In a production operation, a conduit structure called a "production riser" extends between the buoyant structure on the ocean surface and the stationary equipment at the production site (i.e., the well) on the ocean floor. The stationary equipment for a production operation usually includes a retrievable assembly of valves and piping (called a "subsea manifold") for connecting flow lines leading from the well to one or more transport conduits enclosed within the production riser. Depending on the particular surface arrangements for storage and loading of the energy resource recovered from the undersea deposit, the production riser may also enclose tubes through which the energy resource can be pumped back to storage containers on the ocean floor. Coupling of the production riser to the subsea manifold is conventionally accomplished using a remotely operated connector. The production riser can also be used to enclose or support tubular hydraulic conduits and/or electric cabling for powering and/or controlling the subsea manifold, the remotely operated connector and other production equipment.
In installing stationary equipment on the ocean floor for a drilling or production operation, proper orientation and positioning of the equipment is usually of major importance. A customary technique for achieving proper orientation and positioning of the stationary equipment utilizes two or more guidelines extending from the buoyant structure to the site at which the equipment is to be installed on the ocean floor. The guidelines are kept very taut in the vertical direction by upwardly directed tensioning forces. The equipment is then secured to the guidelines so that, as the equipment is being lowered to the ocean floor, downward vertical motion parallel to the guidelines is the only motion possible for the equipment. The guidelines prevent rotation and lateral displacement of the equipment away from the required orientation for proper installation.
Usually, a marine riser is run downward from the floating structure to the ocean floor is discrete cylindrical pipe segments. The pipe segments are attached to each other, one after the other, until the complete riser is formed.
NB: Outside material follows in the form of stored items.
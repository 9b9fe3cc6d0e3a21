//! Command dispatch: request frame in, response frame out.
//!
//! The registry answers exactly two commands. Everything else is reported by
//! the session and left unanswered: the LCU polls other device classes on
//! the same bus, and a slave must stay silent on commands it does not own.

use rand::Rng;

use crate::events::ResponseKind;
use crate::identity::DeviceIdentity;
use crate::protocol::{
    Command, Frame, LightValue, MSG_DEVICE_INFO_RESP, MSG_GET_LIGHT_VALUE_RESP,
    to_response_control,
};
use crate::state::SensorReading;

/// Modeled sensor noise on the averaged reading, in lux.
const AVG_JITTER: i32 = 5;

/// A response ready to go out: the frame to write plus what it contained,
/// for the observer event.
#[derive(Debug, Clone, PartialEq)]
pub struct Outbound {
    pub frame: Frame,
    pub kind: ResponseKind,
}

/// Build the response for an inbound request, if the command is one this
/// device answers.
///
/// Pure computation over its inputs: the sensor reading is a snapshot taken
/// by the caller, so concurrent UI writes cannot tear it. Unknown commands
/// yield `None`.
pub fn dispatch(
    frame: &Frame,
    reading: &SensorReading,
    identity: &DeviceIdentity,
) -> Option<Outbound> {
    match Command::from_code(frame.command) {
        Command::GetLightValueReq => {
            let light = clamp_lux(reading.light);
            let jitter = rand::thread_rng().gen_range(-AVG_JITTER..=AVG_JITTER);
            let value = LightValue {
                raw: light,
                avg: clamp_lux(reading.light + jitter),
                last: light,
            };
            Some(Outbound {
                frame: Frame::new(
                    identity.address,
                    to_response_control(frame.control),
                    MSG_GET_LIGHT_VALUE_RESP,
                    value.encode(),
                ),
                kind: ResponseKind::LightValue(value),
            })
        }
        Command::DeviceInfoReq => {
            let info = identity.info();
            Some(Outbound {
                frame: Frame::new(
                    identity.address,
                    to_response_control(frame.control),
                    MSG_DEVICE_INFO_RESP,
                    info.encode(),
                ),
                kind: ResponseKind::DeviceInfo(info),
            })
        }
        // Responses on the bus and foreign commands are not ours to answer.
        _ => None,
    }
}

/// Clamp a scenario light value into the u16 wire width.
fn clamp_lux(lux: i32) -> u16 {
    lux.clamp(0, u16::MAX as i32) as u16
}
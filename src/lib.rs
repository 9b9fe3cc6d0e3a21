//! Light-sensor simulator for the MSSP master/slave serial protocol.
//!
//! Luxlink plays the slave side of an MSSP link: a TSA0002-class light
//! sensor polled by a Light Control Unit (LCU). It provides the byte-exact
//! frame codec, the control-byte rules, command dispatch against live sensor
//! state, and a background session that keeps answering the master while the
//! embedding application (typically a UI) updates the simulated readings.
//!
//! # Features
//!
//! - **Bit-exact framing**: length-delimited frames, checksum and terminator
//!   validation, stream reassembly from arbitrary chunking
//! - **Master/slave control bytes**: responses clear MASTER_BIT and pass
//!   every other bit through untouched
//! - **Tear-free state sharing**: the worker always dispatches against one
//!   consistent sensor snapshot
//! - **Observable**: every received frame, sent response and failure is an
//!   event on a broadcast stream
//!
//! # Quick start
//!
//! ```rust,no_run
//! use luxlink::{Luxlink, SensorHandle, SensorReading, transports::mock};
//!
//! #[tokio::main]
//! async fn main() -> luxlink::Result<()> {
//!     let (transport, _lcu) = mock::pair();
//!
//!     let sensor = SensorHandle::new(SensorReading { light: 400, temperature: 25, voltage: 5.0 });
//!     let session = Luxlink::attach(transport, &sensor).await?;
//!
//!     // The UI side keeps feeding scenario values while the session
//!     // answers the LCU in the background.
//!     sensor.set_light(1000);
//!
//!     session.stop().await;
//!     Ok(())
//! }
//! ```

pub mod error;
pub mod events;
pub mod identity;
pub mod protocol;
pub mod registry;
pub mod session;
pub mod state;
pub mod transport;
pub mod transports;

pub use error::{FramingError, LinkError, Result};
pub use events::{ResponseKind, SessionEvent};
pub use identity::{DeviceIdentity, LIGHT_SENSOR_ADDRESS, LIGHT_SENSOR_GROUP};
pub use protocol::{Command, DeviceInfo, Frame, FrameBuffer, LightValue, MASTER_BIT};
pub use registry::{Outbound, dispatch};
pub use session::{Session, SessionConfig, SessionState};
pub use state::{SensorHandle, SensorReading};
pub use transport::Transport;

/// Unified entry point for attaching a simulated sensor to a transport.
///
/// Thin convenience over [`Session::start`] with default configuration; use
/// `Session::start` directly to tune timeouts, identity or the error
/// threshold.
pub struct Luxlink;

impl Luxlink {
    /// Attach a session to an already opened transport.
    ///
    /// The transport moves into the session, which owns it exclusively until
    /// stopped.
    pub async fn attach<T: Transport>(transport: T, sensor: &SensorHandle) -> Result<Session> {
        Session::start(move || Ok(transport), sensor, SessionConfig::default()).await
    }

    /// Attach with explicit configuration, opening the transport through the
    /// given opener.
    pub async fn attach_with<T, F>(
        opener: F,
        sensor: &SensorHandle,
        config: SessionConfig,
    ) -> Result<Session>
    where
        T: Transport,
        F: FnOnce() -> Result<T>,
    {
        Session::start(opener, sensor, config).await
    }
}
//! MSSP command codes.
//!
//! Response codes are the request code with the high bit set. Only the two
//! commands the TSA0002 answers are mapped; everything else stays a raw code
//! so the session can report it without guessing its meaning.

/// Request for the current light readings.
pub const MSG_GET_LIGHT_VALUE_REQ: u8 = 0x10;
/// Response carrying `(raw, avg, last)` light readings.
pub const MSG_GET_LIGHT_VALUE_RESP: u8 = 0x90;
/// Request for static device identification.
pub const MSG_DEVICE_INFO_REQ: u8 = 0x01;
/// Response carrying the device identity tuple.
pub const MSG_DEVICE_INFO_RESP: u8 = 0x81;

/// A decoded command code.
#[derive(Debug, Clone, Copy, PartialEq, Eq)]
pub enum Command {
    GetLightValueReq,
    GetLightValueResp,
    DeviceInfoReq,
    DeviceInfoResp,
    /// A code this device does not understand. Observed, never answered.
    Unknown(u8),
}

impl Command {
    /// Map a raw command byte to a command.
    pub fn from_code(code: u8) -> Self {
        match code {
            MSG_GET_LIGHT_VALUE_REQ => Command::GetLightValueReq,
            MSG_GET_LIGHT_VALUE_RESP => Command::GetLightValueResp,
            MSG_DEVICE_INFO_REQ => Command::DeviceInfoReq,
            MSG_DEVICE_INFO_RESP => Command::DeviceInfoResp,
            other => Command::Unknown(other),
        }
    }

    /// The wire code for this command.
    pub fn code(&self) -> u8 {
        match self {
            Command::GetLightValueReq => MSG_GET_LIGHT_VALUE_REQ,
            Command::GetLightValueResp => MSG_GET_LIGHT_VALUE_RESP,
            Command::DeviceInfoReq => MSG_DEVICE_INFO_REQ,
            Command::DeviceInfoResp => MSG_DEVICE_INFO_RESP,
            Command::Unknown(code) => *code,
        }
    }
}

#[cfg(test)]
mod tests {
    use super::*;

    #[test]
    fn known_codes_round_trip() {
        for code in [
            MSG_GET_LIGHT_VALUE_REQ,
            MSG_GET_LIGHT_VALUE_RESP,
            MSG_DEVICE_INFO_REQ,
            MSG_DEVICE_INFO_RESP,
        ] {
            assert_eq!(Command::from_code(code).code(), code);
            assert!(!matches!(Command::from_code(code), Command::Unknown(_)));
        }
    }

    #[test]
    fn unknown_codes_are_preserved() {
        assert_eq!(Command::from_code(0x42), Command::Unknown(0x42));
        assert_eq!(Command::from_code(0x42).code(), 0x42);
    }

    #[test]
    fn responses_set_the_high_bit() {
        assert_eq!(MSG_GET_LIGHT_VALUE_RESP, MSG_GET_LIGHT_VALUE_REQ | 0x80);
        assert_eq!(MSG_DEVICE_INFO_RESP, MSG_DEVICE_INFO_REQ | 0x80);
    }
}
//! Error types for the MSSP link.
//!
//! Two layers, matching how failures are recovered:
//!
//! - [`FramingError`], a single inbound frame that was malformed or never
//!   completed. Recovered locally: the session reports it and keeps reading.
//! - [`LinkError`], everything the link surface can fail with, including
//!   framing, a transport that could not be opened, and mid-session I/O
//!   failures.
//!
//! All errors implement `std::error::Error` and are `Send + Sync + 'static`
//! so they can cross the worker-task boundary.

use std::time::Duration;
use thiserror::Error;

/// Result type alias for link operations.
pub type Result<T, E = LinkError> = std::result::Result<T, E>;

/// A malformed or incomplete MSSP frame.
///
/// Framing errors never terminate the communication loop; the offending
/// bytes are discarded and the loop continues with the next frame.
#[derive(Error, Debug, Clone, PartialEq, Eq)]
#[non_exhaustive]
pub enum FramingError {
    #[error("frame too short: {len} bytes, need at least {min}")]
    TooShort { len: usize, min: usize },

    #[error("declared length {declared} does not match the {actual} byte region")]
    LengthMismatch { declared: u8, actual: usize },

    #[error("bad frame terminator: expected {expected:#04x}, found {found:#04x}")]
    BadTerminator { expected: u8, found: u8 },

    #[error("checksum mismatch at offset {offset}: expected {expected:#04x}, found {found:#04x}")]
    ChecksumMismatch { offset: usize, expected: u8, found: u8 },

    #[error("no complete frame within {deadline:?}")]
    Timeout { deadline: Duration },
}

/// Main error type for link operations.
#[derive(Error, Debug)]
#[non_exhaustive]
pub enum LinkError {
    #[error(transparent)]
    Framing(#[from] FramingError),

    #[error("transport unavailable: {reason}")]
    TransportUnavailable {
        reason: String,
        #[source]
        source: Option<Box<dyn std::error::Error + Send + Sync>>,
    },

    #[error("transport {operation} failed: {reason}")]
    TransportIo {
        operation: &'static str,
        reason: String,
        #[source]
        source: Option<Box<dyn std::error::Error + Send + Sync>>,
    },

    #[error("session terminated after {failures} consecutive transport failures")]
    SessionTerminated { failures: u32 },
}

impl LinkError {
    /// Returns whether this error is potentially recoverable through retry.
    pub fn is_retryable(&self) -> bool {
        match self {
            LinkError::Framing(_) => true,
            LinkError::TransportIo { .. } => true,
            LinkError::TransportUnavailable { .. } => false,
            LinkError::SessionTerminated { .. } => false,
        }
    }

    /// Helper constructor for open failures.
    pub fn unavailable(reason: impl Into<String>) -> Self {
        LinkError::TransportUnavailable { reason: reason.into(), source: None }
    }

    /// Helper constructor for open failures with an underlying cause.
    pub fn unavailable_with_source(
        reason: impl Into<String>,
        source: Box<dyn std::error::Error + Send + Sync>,
    ) -> Self {
        LinkError::TransportUnavailable { reason: reason.into(), source: Some(source) }
    }

    /// Helper constructor for read failures.
    pub fn read_failed(reason: impl Into<String>) -> Self {
        LinkError::TransportIo { operation: "read", reason: reason.into(), source: None }
    }

    /// Helper constructor for write failures.
    pub fn write_failed(reason: impl Into<String>) -> Self {
        LinkError::TransportIo { operation: "write", reason: reason.into(), source: None }
    }

    /// Helper constructor for close failures.
    pub fn close_failed(reason: impl Into<String>) -> Self {
        LinkError::TransportIo { operation: "close", reason: reason.into(), source: None }
    }

    /// Whether this is a read-deadline expiry rather than a real failure.
    ///
    /// The communication loop treats an expired read deadline as "no frame
    /// available this tick", not as an error.
    pub fn is_timeout(&self) -> bool {
        matches!(self, LinkError::Framing(FramingError::Timeout { .. }))
    }
}

impl From<std::io::Error> for LinkError {
    fn from(err: std::io::Error) -> Self {
        LinkError::TransportIo {
            operation: "io",
            reason: err.to_string(),
            source: Some(Box::new(err)),
        }
    }
}
//! Transport seam between the protocol core and the serial layer.

use std::time::Duration;

use crate::error::Result;

/// A byte-stream duplex channel to the master.
///
/// The core does not open ports or negotiate baud rates; it is handed an
/// already-opened channel (or an opener it calls once at session start) and
/// uses these three operations. Implementations own their timing:
///
/// - `read_chunk` returns whatever bytes are available, blocking up to
///   `timeout`. An expired deadline is
///   `Err(LinkError::Framing(FramingError::Timeout))`; the session treats
///   it as "no frame available this tick", not as a failure. Chunks need not
///   be frame-aligned; the session reassembles.
/// - `write` sends a fully encoded frame.
/// - `close` releases the channel. Called exactly once, when the session
///   stops.
#[async_trait::async_trait]
pub trait Transport: Send + 'static {
    async fn read_chunk(&mut self, timeout: Duration) -> Result<Vec<u8>>;

    async fn write(&mut self, bytes: &[u8]) -> Result<()>;

    async fn close(&mut self) -> Result<()>;
}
In operation, marine risers and guidelines must be kept under substantially constant upward tension. Drilling and production risers, if not kept taut by a constant upward tension, would be damaged or destroyed by compressional loading that would cause the risers to buckle and bend. Similarly, guidelines, if not kept taut by a constant upward tension, would become slack and be incapable of properly orienting and positioning the equipment being lowered to the ocean floor.
Local conditions (e.g., waves, tides, winds, surface and subsurface currents, and other phenomena occurring in a marine environment) cause a buoyant object floating on the surface of the ocean or other body of water to undergo a variety of motions. In particular, a vessel or other type of floating structure used in offshore drilling and/or production operations heaves and sways on the ocean surface in response to such local maritime conditions. The magnitude of the heaving and swaying of the floating structure is dependent upon the hull form response characteristics of the floating structure, as well as upon the type of mooring or positioning system used to maintain station over the drilling or production site, and upon changes in the draft of the floating structure. Thus, for example, a typical shipshaped hull in a conventional mooring arrangement would undergo more pronounced heaving and swaying than a semi-submersible floating platform of the tension leg type. Nevertheless, regardless of any heaving and swaying motions of the floating structure on the ocean surface, the marine risers and guidelines used in an offshore drilling and/or production operation must be maintained at a substantially constant upward tension.
The required upward tensioning force on a marine riser is ordinarily applied at or near the upper end of the riser to overcome the compressional loading due to gravity, which is proportional to the weight (and therefore to the length) of the riser. For drilling and production operations in very deep water, it may also be advantageous in certain applications to apply buoyant forces along at least part of the submerged length of a marine riser.
Techniques used in the prior art for maintaining constant upward tension on marine risers and guidelines have generally employed gas-over-oil hydraulic cylinders and accumulators for applying tension through complex pulley systems requiring cables and sheaves or chains and sprockets. In a typical marine riser tensioning system of the prior art, sheaves were attached to the floating structure on the ocean surface, and tensioning cables were run upward from the riser and over the sheaves (one cable for each sheave) so that the riser was suspended from the sheaves by the tensioning cables. Each tensioning cable was connected to a hydraulic cylinder, which allowed the cable to move in either direction over its corresponding sheave as necessary to maintain a constant upward tension on the riser. The hydraulic cylinders were typically actuated by accumulators that were sized to permit only small variations in tension on the riser over a wide range of vertical position changes for the floating structure relative to the riser.
It was common in the prior art for marine riser tensioning cables to be attached to lugs on a bearing ring fitted over and affixed to the upper end of the riser. The cables applied an upward tensioning force to the riser via the bearing ring, which was free to rotate around the riser so as to permit rotational motion of the riser relative to the floating structure. The bearing ring generally contained lubrication means to minimize the transfer of torque between the floating structure and the riser. Suspension of a marine riser by tensioning cables accommodated changes in position of the floating structure relative to the riser without imposing bending moments on the riser. However, such prior art tensioning systems generally had limited operational life, and required frequent and substantial maintenance efforts. In particular, marine riser tensioning systems of the prior art frequently sustained tensioning cable failures due to metal fatigue, and encountered leakage problems associated with hydraulic and pneumatic seals.
Techniques used in the prior art for maintaining constant upward tension on guidelines generally included use of means similar to those described above for tensioning marine risers. Thus, for guidelines as well as for marine risers, the prior art provided no practical alternative to the use of cables or chains and hydraulic cylinders for applying upward tension.